Der Geschmack einer Erbsensuppe entsteht durch drei Dinge: gutes Ausgangsprodukt, Zeit und Würze. Geräucherter Bauchspeck oder Kasseler geben der Brühe ein kräftiges Raucharoma, das mit Majoran, Lorbeer und Pfeffer abgerundet wird. Wer die Suppe noch intensiver mag, lässt sie länger köcheln – je mehr die Erbsen zerfallen, desto tiefer wird der Geschmack. Ein Schuss Weißweinessig oder ein Spritzer Zitronensaft am Ende bringt alle Aromen in Balance.

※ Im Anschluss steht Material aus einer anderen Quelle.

use super::cidr_trie::CidrTrie;
use super::parser::ListEntry;
use super::suffix_trie::SuffixTrie;
use compact_str::CompactString;
use fancy_regex::Regex;
use rustc_hash::FxBuildHasher;
use std::collections::HashSet;
use std::net::IpAddr;
use tracing::warn;

/// Compiled form of one group's deny or allow lists: an exact-domain
/// set, a reversed-label suffix trie, compiled regexes, and a CIDR
/// trie matched against client IPs.
#[derive(Default)]
pub struct ListMatcher {
    exact: HashSet<CompactString, FxBuildHasher>,
    suffixes: SuffixTrie,
    regexes: Vec<Regex>,
    networks: CidrTrie,
}

impl ListMatcher {
    /// Compiles entries into a matcher. Invalid regexes are skipped
    /// per entry, matching the per-entry recoverability of list parsing.
    pub fn from_entries(entries: impl IntoIterator<Item = ListEntry>) -> Self {
        let mut matcher = ListMatcher::default();
        for entry in entries {
            match entry {
                ListEntry::Exact(domain) => {
                    matcher.exact.insert(CompactString::from(domain));
                }
                ListEntry::Wildcard(pattern) => {
                    matcher.suffixes.insert(&pattern);
                }
                ListEntry::Regex(pattern) => match Regex::new(&pattern) {
                    Ok(regex) => matcher.regexes.push(regex),
                    Err(e) => {
                        warn!(pattern = %pattern, error = %e, "Skipping invalid regex list entry");
                    }
                },
                ListEntry::Net(network) => matcher.networks.insert(&network),
            }
        }
        matcher
    }

    /// `name` must already be lowercased without a trailing dot.
    pub fn matches_name(&self, name: &str) -> bool {
        if self.exact.contains(name) {
            return true;
        }
        if self.suffixes.matches(name) {
            return true;
        }
        self.regexes
            .iter()
            .any(|regex| regex.is_match(name).unwrap_or(false))
    }

    pub fn matches_ip(&self, ip: IpAddr) -> bool {
        self.networks.contains(ip)
    }

    pub fn entry_count(&self) -> usize {
        self.exact.len() + self.suffixes.len() + self.regexes.len() + self.networks.len()
    }

    pub fn is_empty(&self) -> bool {
        self.entry_count() == 0
    }
}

Wie wird die Erbsensuppe sämig?

Sämigkeit entsteht, wenn die Erbsen zerfallen und ihre Stärke in die Brühe abgeben. Dafür müssen sie lange genug köcheln – meist 50–60 Minuten. Hilfreich ist auch kräftiges Umrühren, wodurch die weichen Erbsen an der Topfwand zerdrückt werden. Wer eine besonders glatte Konsistenz möchte, püriert die Hälfte der Suppe mit einem Stabmixer und rührt sie wieder unter.

Was sind häufige Fehler bei der Erbsensuppe?

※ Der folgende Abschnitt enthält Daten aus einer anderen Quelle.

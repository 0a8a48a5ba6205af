pub mod cidr_trie;
pub mod engine;
pub mod matcher;
pub mod parser;
pub mod sources;
pub mod suffix_trie;

pub use cidr_trie::CidrTrie;
pub use engine::{BlockDecision, BlockingEngine, EngineStatus};
pub use matcher::ListMatcher;
pub use parser::{parse_list_line, parse_list_text, ListEntry};
pub use sources::ListFetcher;
pub use suffix_trie::SuffixTrie;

Der häufigste Fehler ist das Einweichen zu überspringen – die Erbsen garen dann ungleichmäßig und bleiben teilweise hart. Ebenso problematisch: zu früh salzen (die Erbsen werden dann langsamer weich) und zu hohe Hitze (die Suppe brennt leicht am Boden an). Außerdem sollte das Kasseler erst herausgenommen werden, bevor die Suppe weiter eingedickt wird – sonst zerfällt es zu stark.

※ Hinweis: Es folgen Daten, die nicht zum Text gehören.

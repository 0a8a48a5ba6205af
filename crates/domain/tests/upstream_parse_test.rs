use warden_dns_domain::{Upstream, UpstreamKind};

struct Case {
    name: &'static str,
    input: &'static str,
    want: Option<Upstream>,
}

fn upstream(net: UpstreamKind, host: &str, port: u16, path: &str) -> Upstream {
    Upstream {
        net,
        host: host.to_string(),
        port,
        path: path.to_string(),
    }
}

#[test]
fn parse_table() {
    let cases = [
        Case {
            name: "udpWithPort",
            input: "udp:4.4.4.4:531",
            want: Some(upstream(UpstreamKind::Udp, "4.4.4.4", 531, "")),
        },
        Case {
            name: "udpDefault",
            input: "udp:4.4.4.4",
            want: Some(upstream(UpstreamKind::Udp, "4.4.4.4", 53, "")),
        },
        Case {
            name: "tcpWithPort",
            input: "tcp:4.4.4.4:4711",
            want: Some(upstream(UpstreamKind::Tcp, "4.4.4.4", 4711, "")),
        },
        Case {
            name: "tcpDefault",
            input: "tcp:4.4.4.4",
            want: Some(upstream(UpstreamKind::Tcp, "4.4.4.4", 53, "")),
        },
        Case {
            name: "tcpTlsDefault",
            input: "tcp-tls:4.4.4.4",
            want: Some(upstream(UpstreamKind::TcpTls, "4.4.4.4", 853, "")),
        },
        Case {
            name: "dohDefault",
            input: "https:4.4.4.4",
            want: Some(upstream(UpstreamKind::Https, "4.4.4.4", 443, "")),
        },
        Case {
            name: "dohWithPort",
            input: "https:4.4.4.4:888",
            want: Some(upstream(UpstreamKind::Https, "4.4.4.4", 888, "")),
        },
        Case {
            name: "dohNamed",
            input: "https://dns.google/dns-query",
            want: Some(upstream(UpstreamKind::Https, "dns.google", 443, "/dns-query")),
        },
        Case {
            name: "dohNamedMultiSlash",
            input: "https://dns.google/dns-query/a/b",
            want: Some(upstream(
                UpstreamKind::Https,
                "dns.google",
                443,
                "/dns-query/a/b",
            )),
        },
        Case {
            name: "dohNamedWithPort",
            input: "https://dns.google:888/dns-query",
            want: Some(upstream(UpstreamKind::Https, "dns.google", 888, "/dns-query")),
        },
        Case {
            name: "empty",
            input: "",
            want: Some(Upstream::default()),
        },
        Case {
            name: "bareIp",
            input: "8.8.8.8",
            want: Some(upstream(UpstreamKind::Udp, "8.8.8.8", 53, "")),
        },
        Case {
            name: "withoutHost",
            input: "tcp::53",
            want: None,
        },
        Case {
            name: "withoutNet",
            input: ":1.1.1.1:53",
            want: None,
        },
        Case {
            name: "negativePort",
            input: "tcp:4.4.4.4:-1",
            want: None,
        },
        Case {
            name: "invalidPort",
            input: "tcp:4.4.4.4:65536",
            want: None,
        },
        Case {
            name: "zeroPort",
            input: "tcp:4.4.4.4:0",
            want: None,
        },
        Case {
            name: "notNumericPort",
            input: "tcp:4.4.4.4:A53",
            want: None,
        },
        Case {
            name: "wrongProtocol",
            input: "bla:4.4.4.4:53",
            want: None,
        },
        Case {
            name: "wrongFormat",
            input: "tcp-4.4.4.4",
            want: None,
        },
    ];

    for case in &cases {
        let result: Result<Upstream, _> = case.input.parse();
        match &case.want {
            Some(want) => {
                let got = result
                    .unwrap_or_else(|e| panic!("{}: expected success, got {e}", case.name));
                assert_eq!(&got, want, "{}", case.name);
            }
            None => assert!(result.is_err(), "{}: expected error", case.name),
        }
    }
}

#[test]
fn display_round_trips() {
    let inputs = [
        "udp:4.4.4.4:531",
        "udp:8.8.8.8",
        "tcp:4.4.4.4:4711",
        "tcp-tls:4.4.4.4",
        "https:4.4.4.4:888",
        "https://dns.google/dns-query",
        "https://dns.google:888/dns-query",
        "https://dns.google/dns-query/a/b",
    ];

    for input in inputs {
        let parsed: Upstream = input.parse().unwrap();
        let reparsed: Upstream = parsed.to_string().parse().unwrap();
        assert_eq!(parsed, reparsed, "round trip for '{input}'");
    }
}

#[test]
fn unspecified_upstream_displays_empty() {
    let u = Upstream::default();
    assert!(u.is_unspecified());
    assert_eq!(u.to_string(), "");
}
use crate::upstream::Upstream;
use serde::{Deserialize, Serialize};

/// The `clientLookup` config section: how client IPs are reverse-resolved
/// to names for logging and group assignment.
#[derive(Debug, Clone, Deserialize, Serialize)]
pub struct ClientLookupConfig {
    /// Upstream used for PTR queries. Unspecified disables the lookup.
    #[serde(default)]
    pub upstream: Upstream,

    /// 1-based preference order when a client has multiple PTR names;
    /// empty keeps all names.
    #[serde(rename = "singleNameOrder", default)]
    pub single_name_order: Vec<usize>,

    /// Minutes a successful lookup is cached.
    #[serde(rename = "cacheTime", default = "default_cache_time")]
    pub cache_time: u64,

    /// Minutes a failed lookup is cached.
    #[serde(rename = "negativeCacheTime", default = "default_negative_cache_time")]
    pub negative_cache_time: u64,
}

impl Default for ClientLookupConfig {
    fn default() -> Self {
        Self {
            upstream: Upstream::default(),
            single_name_order: Vec::new(),
            cache_time: default_cache_time(),
            negative_cache_time: default_negative_cache_time(),
        }
    }
}

impl ClientLookupConfig {
    pub fn enabled(&self) -> bool {
        !self.upstream.is_unspecified()
    }
}

fn default_cache_time() -> u64 {
    60
}

fn default_negative_cache_time() -> u64 {
    10
}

Wie kann man Erbsensuppe würzen?

Die klassische Würzung besteht aus Majoran, Lorbeerblatt, Salz und Pfeffer. Wer mehr Tiefe möchte, ergänzt mit einer Prise geräuchertem Paprikapulver. Frischer Thymian oder Liebstöckel passen ebenfalls gut. Zum Abschmecken am Ende eignen sich ein Spritzer Zitronensaft oder ein Teelöffel Weißweinessig – das hebt die anderen Aromen an.

Kann man Erbsensuppe auf Vorrat kochen?

Ja, Erbsensuppe lässt sich hervorragend auf Vorrat kochen. Im Kühlschrank hält sie sich 3–4 Tage, eingefroren bis zu 3 Monate. Da die Suppe beim Abkühlen stark nachdickt, beim Aufwärmen einfach etwas Wasser oder Brühe zugeben und bei niedriger Hitze rühren, bis die gewünschte Konsistenz erreicht ist.

Kann Erbsensuppe auch ohne Fleisch gemacht werden?

Ja, eine vegetarische Erbsensuppe funktioniert gut. Das Fleisch einfach weglassen und die Brühe durch eine kräftige Gemüsebrühe ersetzen. Um den fehlenden Rauchgeschmack auszugleichen, eignen sich geräuchertes Paprikapulver, ein Schuss Sojasauce oder Räuchertofu in Würfeln. Das Ergebnis ist leichter, aber genauso sättigend.

Wie lange müssen Schälerbsen eingeweicht werden?

Grüne Schälerbsen sollten mindestens 8 Stunden eingeweicht werden, am besten über Nacht. Schnellmethode: Erbsen in kaltem Wasser aufkochen, eine Minute sprudeln lassen, Herd ausschalten und eine Stunde quellen lassen. Danach abgießen und wie gewohnt weiterkochen. Die Kochzeit verkürzt sich so auf etwa 40 Minuten.